◆ **TASK INSTRUCTIONS**:
The expected answer is a single number, namely how many lines in the data below hold the word "SubmitArgs".
———
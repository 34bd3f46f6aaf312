use clap::{Parser, Subcommand};
use std::path::PathBuf;

#[derive(Parser)]
#[command(
    name = "viva",
    version,
    about = "Interview sessions with transcribed, LLM-scored answers"
)]
pub struct Cli {
    #[arg(long, global = true, default_value = "viva.yaml", env = "VIVA_CONFIG")]
    pub config: PathBuf,

    /// Overrides `database` from the config file and `VIVA_DB`
    #[arg(long, global = true)]
    pub db: Option<PathBuf>,

    /// Reject unknown config keys instead of warning
    #[arg(long, global = true)]
    pub strict: bool,

    #[command(subcommand)]
    pub cmd: Command,
}

#[derive(Subcommand)]
pub enum Command {
    /// Write a sample config and create the database
    Init,
    Candidate(CandidateArgs),
    Question(QuestionArgs),
    Session(SessionArgs),
    /// Record a candidate's answer to a question
    Submit(SubmitArgs),
    /// Transcribe and score a completed session
    Evaluate(EvaluateArgs),
    Report(ReportArgs),
}

#[derive(clap::Args, Clone)]
pub struct CandidateArgs {
    #[command(subcommand)]
    pub cmd: CandidateSub,
}

#[derive(Subcommand, Clone)]
pub enum CandidateSub {
    Add {
        username: String,
        /// Register an operator account instead of a candidate
        #[arg(long)]
        admin: bool,
    },
    List,
}

#[derive(clap::Args, Clone)]
pub struct QuestionArgs {
    #[command(subcommand)]
    pub cmd: QuestionSub,
}

#[derive(Subcommand, Clone)]
pub enum QuestionSub {
    Add {
        #[arg(long)]
        stack: String,
        #[arg(long)]
        text: String,
        #[arg(long, default_value = "admin")]
        created_by: String,
    },
    /// Distinct tech stacks in the question bank
    Stacks,
    List {
        #[arg(long)]
        stack: String,
    },
}

#[derive(clap::Args, Clone)]
pub struct SessionArgs {
    #[command(subcommand)]
    pub cmd: SessionSub,
}

#[derive(Subcommand, Clone)]
pub enum SessionSub {
    Start {
        #[arg(long)]
        candidate: String,
        #[arg(long)]
        stack: String,
    },
    Join {
        session_id: String,
        #[arg(long)]
        candidate: String,
    },
    /// Complete a session. Without --candidate the operator completes it.
    Complete {
        session_id: String,
        #[arg(long)]
        candidate: Option<String>,
    },
    List {
        /// pending | in-progress | completed | evaluated
        #[arg(long)]
        status: Option<String>,
    },
    Active {
        #[arg(long)]
        candidate: String,
    },
    Questions {
        session_id: String,
    },
}

#[derive(clap::Args, Clone)]
pub struct SubmitArgs {
    pub session_id: String,
    #[arg(long)]
    pub candidate: String,
    #[arg(long)]
    pub question: String,
    /// Upload reference, e.g. /uploads/audio/answer.webm
    #[arg(long)]
    pub audio: String,
}

#[derive(clap::Args, Clone)]
pub struct EvaluateArgs {
    pub session_id: String,

    /// Reprocess unresolved answers of an already evaluated session
    #[arg(long)]
    pub retry: bool,

    /// Scoring provider override (openai|huggingface|fake)
    #[arg(long, value_parser = ["openai", "huggingface", "fake"])]
    pub scorer: Option<String>,
}

#[derive(clap::Args, Clone)]
pub struct ReportArgs {
    pub session_id: String,

    #[arg(long, default_value = "text", value_parser = ["text", "json"])]
    pub format: String,
}
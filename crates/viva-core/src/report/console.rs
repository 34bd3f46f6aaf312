use super::{Field, Report};
use crate::model::{ResponseOutcome, RunSummary};
use std::fmt::Write;

pub fn print_summary(summary: &RunSummary) {
    eprintln!(
        "\nEvaluated session {} ({} responses)",
        summary.session_id,
        summary.results.len()
    );
    for r in &summary.results {
        match &r.outcome {
            ResponseOutcome::Evaluated { score } => {
                eprintln!("✅ {:<38} score {}", r.response_id, score)
            }
            ResponseOutcome::AlreadyEvaluated => {
                eprintln!("⏭️  {:<38} already evaluated", r.response_id)
            }
            ResponseOutcome::MissingQuestion { question_id } => {
                eprintln!("⏭️  {:<38} question {} missing", r.response_id, question_id)
            }
            ResponseOutcome::Unresolved { reason } => {
                eprintln!("⚠️  {:<38} unresolved: {}", r.response_id, reason)
            }
            ResponseOutcome::Failed { reason } => {
                eprintln!("❌ {:<38} failed: {}", r.response_id, reason)
            }
        }
    }
    eprintln!(
        "\nSummary: {} attempted, {} succeeded, {} failed, {} skipped",
        summary.attempted, summary.succeeded, summary.failed, summary.skipped
    );
}

fn field(f: &Field<String>) -> &str {
    match f {
        Field::Ready(s) => s,
        Field::Pending => "(pending)",
    }
}

pub fn render_report(report: &Report) -> String {
    let s = &report.session;
    let mut out = String::new();
    let _ = writeln!(out, "Interview {}", s.id);
    let _ = writeln!(out, "  Candidate:  {}", s.candidate);
    let _ = writeln!(out, "  Tech stack: {}", s.tech_stack);
    let _ = writeln!(out, "  Status:     {}", s.status);
    let _ = writeln!(out, "  Started:    {}", s.started_at.to_rfc3339());
    if let Some(end) = &s.ended_at {
        let _ = writeln!(out, "  Ended:      {}", end.to_rfc3339());
    }

    for (i, e) in report.entries.iter().enumerate() {
        let score = match &e.score {
            Field::Ready(sc) => format!("{}/10", sc),
            Field::Pending => "(pending)".to_string(),
        };
        let _ = writeln!(out, "\n{}. {}", i + 1, e.question);
        let _ = writeln!(out, "   Answer:        {}", field(&e.transcription));
        let _ = writeln!(out, "   Score:         {}", score);
        let _ = writeln!(out, "   Justification: {}", field(&e.justification));
    }

    match report.average_score {
        Some(avg) => {
            let _ = writeln!(
                out,
                "\nAverage score: {:.1} over {} of {} answers",
                avg,
                report.scored(),
                report.entries.len()
            );
        }
        None => {
            let _ = writeln!(out, "\nNo scored answers yet");
        }
    }
    out
}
———
◆ **EXERCISE SOLUTION**:
2